Descrição de chapéu
Jairo Marques

O lugar da criança com deficiência na escola

Mudança imposta por governo Bolsonaro muda caráter inclusivo da educação no Brasil; nem ficção permite mais exclusão nos dias de hoje

São Paulo

Milhares de crianças ao redor do mundo já se encantaram e vibraram com as aventuras de uma menina corajosa e diferentona chamada Moana, protagonista de uma animação de muito sucesso da Disney que versa a respeito da liberdade de ser quem é, do valor das diferenças humanas e da busca por espaços plurais de convivência.

Em suma, o pai da garota fazia das tripas coração para que ela vivesse sempre “em seu lugar”, protegida e amparada por seus iguais, numa ilha —Moto Nui— que enfrentava a plena decadência de seus recursos naturais. Os cocos estavam secos, os peixes não mais apareciam, a sabedoria não evoluía e uma sombra escura ameaçava o continuísmo da existência daquele lugar insular.

Moana, em seu íntimo, tinha consciência de que o mundo era muito maior e com muitas outras oportunidades que não aquelas restritas com que era obrigada a conviver pela tradição tacanha de pensamentos. A menina tinha certeza de que só saberia quem de fato era quando conseguisse ampliar seu campo de visão, suas possibilidades, suas relações.

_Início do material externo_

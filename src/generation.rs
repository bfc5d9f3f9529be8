//! Answer generation capability boundary.
//!
//! [`AnswerGenerator`] is the seam between retrieval and the language model:
//! given a question and assembled context, produce a natural-language
//! answer. The pipeline treats it as a black box; no streaming contract is
//! required at this level.

use std::sync::atomic::{AtomicUsize, Ordering};

use async_trait::async_trait;
use serde::Deserialize;
use tracing::debug;

use crate::config::OllamaConfig;
use crate::types::RagError;

/// Capability interface for answer generation.
#[async_trait]
pub trait AnswerGenerator: Send + Sync {
    /// Produce an answer for `question` grounded in `context`.
    ///
    /// # Errors
    ///
    /// [`RagError::ProviderUnavailable`] when the backing model service
    /// cannot be reached.
    async fn generate(&self, question: &str, context: &str) -> Result<String, RagError>;
}

/// Test double returning a canned answer and counting invocations.
///
/// The call counter lets tests assert that the generator was *not* invoked
/// on the empty-retrieval path.
#[derive(Debug)]
pub struct StaticAnswerGenerator {
    answer: String,
    calls: AtomicUsize,
}

impl StaticAnswerGenerator {
    pub fn new(answer: impl Into<String>) -> Self {
        Self {
            answer: answer.into(),
            calls: AtomicUsize::new(0),
        }
    }

    /// Number of times [`generate`](AnswerGenerator::generate) was called.
    pub fn calls(&self) -> usize {
        self.calls.load(Ordering::SeqCst)
    }
}

#[async_trait]
impl AnswerGenerator for StaticAnswerGenerator {
    async fn generate(&self, _question: &str, _context: &str) -> Result<String, RagError> {
        self.calls.fetch_add(1, Ordering::SeqCst);
        Ok(self.answer.clone())
    }
}

/// Generator backed by the Ollama `/api/generate` endpoint (non-streaming).
pub struct OllamaGenerator {
    client: reqwest::Client,
    base_url: String,
    model: String,
}

#[derive(Deserialize)]
struct GenerateResponse {
    response: String,
}

impl OllamaGenerator {
    /// Build a generator for the configured endpoint and chat model.
    ///
    /// # Errors
    ///
    /// Returns [`RagError::Configuration`] when the HTTP client cannot be
    /// constructed.
    pub fn new(config: &OllamaConfig) -> Result<Self, RagError> {
        let client = reqwest::Client::builder()
            .timeout(config.request_timeout)
            .build()
            .map_err(|err| RagError::Configuration(format!("failed to build HTTP client: {err}")))?;
        Ok(Self {
            client,
            base_url: config.base_url.trim_end_matches('/').to_string(),
            model: config.chat_model.clone(),
        })
    }

    fn prompt(question: &str, context: &str) -> String {
        format!(
            "Answer the question using only the context below. \
             If the context does not contain the answer, say so.\n\n\
             Context:\n{context}\n\nQuestion: {question}\n\nAnswer:"
        )
    }
}

#[async_trait]
impl AnswerGenerator for OllamaGenerator {
    async fn generate(&self, question: &str, context: &str) -> Result<String, RagError> {
        let unavailable = |message: String| RagError::ProviderUnavailable {
            provider: "ollama-generate",
            message,
        };

        let response = self
            .client
            .post(format!("{}/api/generate", self.base_url))
            .json(&serde_json::json!({
                "model": self.model,
                "prompt": Self::prompt(question, context),
                "stream": false,
            }))
            .send()
            .await
            .map_err(|err| unavailable(err.to_string()))?
            .error_for_status()
            .map_err(|err| unavailable(err.to_string()))?;

        let body: GenerateResponse = response
            .json()
            .await
            .map_err(|err| unavailable(format!("malformed generate response: {err}")))?;

        debug!(model = %self.model, answer_len = body.response.len(), "generated answer");
        Ok(body.response)
    }
}

#[cfg(test)]
mod tests {
    use super::*;

    #[tokio::test]
    async fn static_generator_counts_calls() {
        let generator = StaticAnswerGenerator::new("canned");
        assert_eq!(generator.calls(), 0);
        let answer = generator.generate("q", "ctx").await.unwrap();
        assert_eq!(answer, "canned");
        assert_eq!(generator.calls(), 1);
    }

    #[test]
    fn prompt_embeds_question_and_context() {
        let prompt = OllamaGenerator::prompt("why?", "because.");
        assert!(prompt.contains("Question: why?"));
        assert!(prompt.contains("because."));
    }
}
//! Document ingestion: chunk → embed → index.

use std::sync::Arc;

use serde::{Deserialize, Serialize};
use tracing::{info, instrument};
use uuid::Uuid;

use crate::chunker::TextChunker;
use crate::config::RagConfig;
use crate::embeddings::EmbeddingProvider;
use crate::retry::retry_transient;
use crate::stores::{DistanceMetric, PointPayload, VectorStore};
use crate::types::{Document, RagError};

/// Summary of one completed ingestion.
#[derive(Debug, Clone, PartialEq, Eq, Serialize, Deserialize)]
pub struct IngestReceipt {
    pub source_id: String,
    pub chunks_indexed: usize,
}

impl IngestReceipt {
    /// Human-readable detail line for the job transport payload.
    #[must_use]
    pub fn detail(&self) -> String {
        format!(
            "indexed {} chunks from '{}'",
            self.chunks_indexed, self.source_id
        )
    }
}

/// Deterministic point id for a chunk: UUIDv5 over `source_id/chunk_index`.
///
/// Re-ingesting the same document with the same chunker parameters yields
/// the same ids, so the upsert overwrites prior points instead of
/// duplicating them.
#[must_use]
pub fn chunk_point_id(source_id: &str, chunk_index: usize) -> String {
    Uuid::new_v5(
        &Uuid::NAMESPACE_OID,
        format!("{source_id}/{chunk_index}").as_bytes(),
    )
    .to_string()
}

/// Orchestrates chunking, embedding, and indexing for one document at a
/// time.
///
/// Each step is a hard dependency on the previous one succeeding; a failure
/// anywhere aborts the whole ingestion and leaves prior indexed state
/// untouched. Transient provider/store failures are retried with backoff
/// before the operation is given up.
pub struct IngestionPipeline {
    chunker: TextChunker,
    embedder: Arc<dyn EmbeddingProvider>,
    store: Arc<dyn VectorStore>,
    config: RagConfig,
}

impl IngestionPipeline {
    /// Build a pipeline from its collaborators.
    ///
    /// # Errors
    ///
    /// Returns [`RagError::Configuration`] when `config` is inconsistent.
    pub fn new(
        embedder: Arc<dyn EmbeddingProvider>,
        store: Arc<dyn VectorStore>,
        config: RagConfig,
    ) -> Result<Self, RagError> {
        config.validate()?;
        let chunker = TextChunker::new(config.chunk_size, config.chunk_overlap)?;
        Ok(Self {
            chunker,
            embedder,
            store,
            config,
        })
    }

    /// The collection this pipeline writes to.
    #[must_use]
    pub fn collection(&self) -> &str {
        &self.config.collection
    }

    /// Ingest one document end to end.
    ///
    /// Splits the text, embeds all chunks in one batch call, and upserts one
    /// point per chunk with a deterministic id and a `{text, source}`
    /// payload. An empty document succeeds with zero chunks indexed.
    #[instrument(skip(self, document), fields(source_id = %document.source_id), err)]
    pub async fn ingest(&self, document: &Document) -> Result<IngestReceipt, RagError> {
        let retries = self.config.transient_retries;
        let delay = self.config.retry_base_delay;

        self.store
            .ensure_collection(
                &self.config.collection,
                self.embedder.dimension(),
                DistanceMetric::Cosine,
            )
            .await?;

        let chunks = self.chunker.split(&document.text);
        if chunks.is_empty() {
            info!(chunks = 0, "document produced no chunks");
            return Ok(IngestReceipt {
                source_id: document.source_id.clone(),
                chunks_indexed: 0,
            });
        }

        let embeddings =
            retry_transient(retries, delay, || self.embedder.embed_batch(&chunks)).await?;
        if embeddings.len() != chunks.len() {
            return Err(RagError::ProviderUnavailable {
                provider: "embeddings",
                message: format!(
                    "misaligned batch: {} chunks, {} vectors",
                    chunks.len(),
                    embeddings.len()
                ),
            });
        }

        let ids: Vec<String> = (0..chunks.len())
            .map(|idx| chunk_point_id(&document.source_id, idx))
            .collect();
        let payloads: Vec<PointPayload> = chunks
            .iter()
            .map(|text| PointPayload::new(text.clone(), document.source_id.clone()))
            .collect();

        retry_transient(retries, delay, || {
            self.store.upsert(
                &self.config.collection,
                ids.clone(),
                embeddings.clone(),
                payloads.clone(),
            )
        })
        .await?;

        let receipt = IngestReceipt {
            source_id: document.source_id.clone(),
            chunks_indexed: chunks.len(),
        };
        info!(chunks = receipt.chunks_indexed, "document ingested");
        Ok(receipt)
    }
}
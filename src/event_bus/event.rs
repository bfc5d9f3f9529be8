//! Event types emitted by the job orchestrator.

use std::fmt;

use chrono::{DateTime, Utc};
use serde::{Deserialize, Serialize};
use serde_json::{Value, json};
use uuid::Uuid;

use crate::jobs::{JobKind, JobStatus};

/// An event observable on the bus.
#[derive(Clone, Debug, Serialize, Deserialize, PartialEq)]
pub enum Event {
    /// A job status transition.
    Job(JobEvent),
    /// Free-form diagnostic output from the runtime itself.
    Diagnostic(DiagnosticEvent),
}

/// One job status transition with its timestamp and a short message.
#[derive(Clone, Debug, Serialize, Deserialize, PartialEq)]
pub struct JobEvent {
    pub job_id: Uuid,
    pub kind: JobKind,
    pub status: JobStatus,
    pub message: String,
    pub when: DateTime<Utc>,
}

/// Diagnostic event with a scope label and a message.
#[derive(Clone, Debug, Serialize, Deserialize, PartialEq, Eq)]
pub struct DiagnosticEvent {
    pub scope: String,
    pub message: String,
}

impl Event {
    pub fn job(
        job_id: Uuid,
        kind: JobKind,
        status: JobStatus,
        message: impl Into<String>,
    ) -> Self {
        Event::Job(JobEvent {
            job_id,
            kind,
            status,
            message: message.into(),
            when: Utc::now(),
        })
    }

    pub fn diagnostic(scope: impl Into<String>, message: impl Into<String>) -> Self {
        Event::Diagnostic(DiagnosticEvent {
            scope: scope.into(),
            message: message.into(),
        })
    }

    pub fn message(&self) -> &str {
        match self {
            Event::Job(job) => &job.message,
            Event::Diagnostic(diag) => &diag.message,
        }
    }

    /// Convert the event to a normalized JSON value for sink consumers.
    ///
    /// ```json
    /// {
    ///   "type": "job" | "diagnostic",
    ///   "message": "...",
    ///   "timestamp": "2026-08-07T12:34:56.789Z",
    ///   "metadata": { /* variant-specific fields */ }
    /// }
    /// ```
    pub fn to_json_value(&self) -> Value {
        let (event_type, timestamp, metadata) = match self {
            Event::Job(job) => (
                "job",
                job.when,
                json!({
                    "job_id": job.job_id,
                    "kind": job.kind,
                    "status": job.status,
                }),
            ),
            Event::Diagnostic(diag) => (
                "diagnostic",
                Utc::now(),
                json!({ "scope": diag.scope }),
            ),
        };
        json!({
            "type": event_type,
            "message": self.message(),
            "timestamp": timestamp.to_rfc3339(),
            "metadata": metadata,
        })
    }
}

impl fmt::Display for Event {
    fn fmt(&self, f: &mut fmt::Formatter<'_>) -> fmt::Result {
        match self {
            Event::Job(job) => write!(
                f,
                "[{} {} {}] {}",
                job.kind, job.job_id, job.status, job.message
            ),
            Event::Diagnostic(diag) => write!(f, "[{}] {}", diag.scope, diag.message),
        }
    }
}

#[cfg(test)]
mod tests {
    use super::*;

    #[test]
    fn job_event_json_shape() {
        let id = Uuid::new_v4();
        let event = Event::job(id, JobKind::Query, JobStatus::Running, "dispatched");
        let value = event.to_json_value();
        assert_eq!(value["type"], "job");
        assert_eq!(value["message"], "dispatched");
        assert_eq!(value["metadata"]["status"], "Running");
        assert_eq!(value["metadata"]["job_id"], json!(id));
    }

    #[test]
    fn display_includes_scope() {
        let event = Event::diagnostic("bus", "listener started");
        assert_eq!(event.to_string(), "[bus] listener started");
    }
}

Neste momento da educação brasileira, estudantes com deficiência do país foram colocados em Moto Nui, foram colocados “em seu lugar”, por obra de uma controversa canetada que reverte toda a construção moderna dos princípios inclusivos mundiais e retoma o superado modelo de apartar as pessoas.

Pesquisadores, médicos, psicólogos, educadores, matemáticos, pais e mães, ao longo de décadas, com demonstrações empíricas e também fartamente comprovadas construíram os princípios da educação inclusiva, em que todos aprendem e ganham, à sua maneira, juntos.

A segregação da sala ou da escola especial, do cantinho dos loucos, é ideia tão vergonhosa e devastadora para um “serumano” que, um dia, a história catalogará esses espaços entre as senzalas, os hospícios e as salas de tortura, todos sob a rubrica dos horrores.

Moana, para ganhar outros mares, abrir horizontes e despertar belezas, precisou de uma pequena embarcação, da ajuda da “alma” da avó e de alguma boa vontade da natureza, uma mãozinha.

Crianças com paralisia cerebral, autismo, síndrome de Down, dificuldades cognitivas diversas e graves ainda hoje, com tanto conhecimento de suas potencialidades de desenvolvimento já explicitadas, ainda são grandes provocadoras de olhares de dó e do pensamento assistencialista de que precisam de “muitos cuidados”, de serem “afastados” da escola comum para serem protegidos comendo o coco seco da ignorância.

Para acessar o direito incontestável à educação, o que o aluno com deficiência precisa é de instrumentos pedagógicos criativos e funcionais —que já existem aos borbotões—, de acolhimento às suas demandas específicas de ser —possível por meio de auxiliares pedagógicos ou até da empatia dos colegas—, precisa ser visto como agente, ativo em suas possibilidades de aprender e de ensinar.

Na viagem em busca do melhor, feita por Moana, um galinho doido —Hei Hei—, que não se sabia ao certo se era cego ou “tchubirube”, a acompanha em toda a aventura e dá a ela muito trabalho, ao mesmo tempo que a diverte e a faz pensar a respeito das diferentes formas de interagir com o mundo.

Não vivemos em um universo de fantasias, mas estamos na Semana da Criança no Brasil, momento de nos indignar a respeito da qualidade ofertada à infância e das condições de vida dos pequenos, quaisquer que sejam. Dar a elas oportunidades para irem além de um esquadrinhado território, ornamentado pelo desconhecimento ou mesmo por um apelativo espírito de “proteção”, é papel de todos nós dessa aldeia.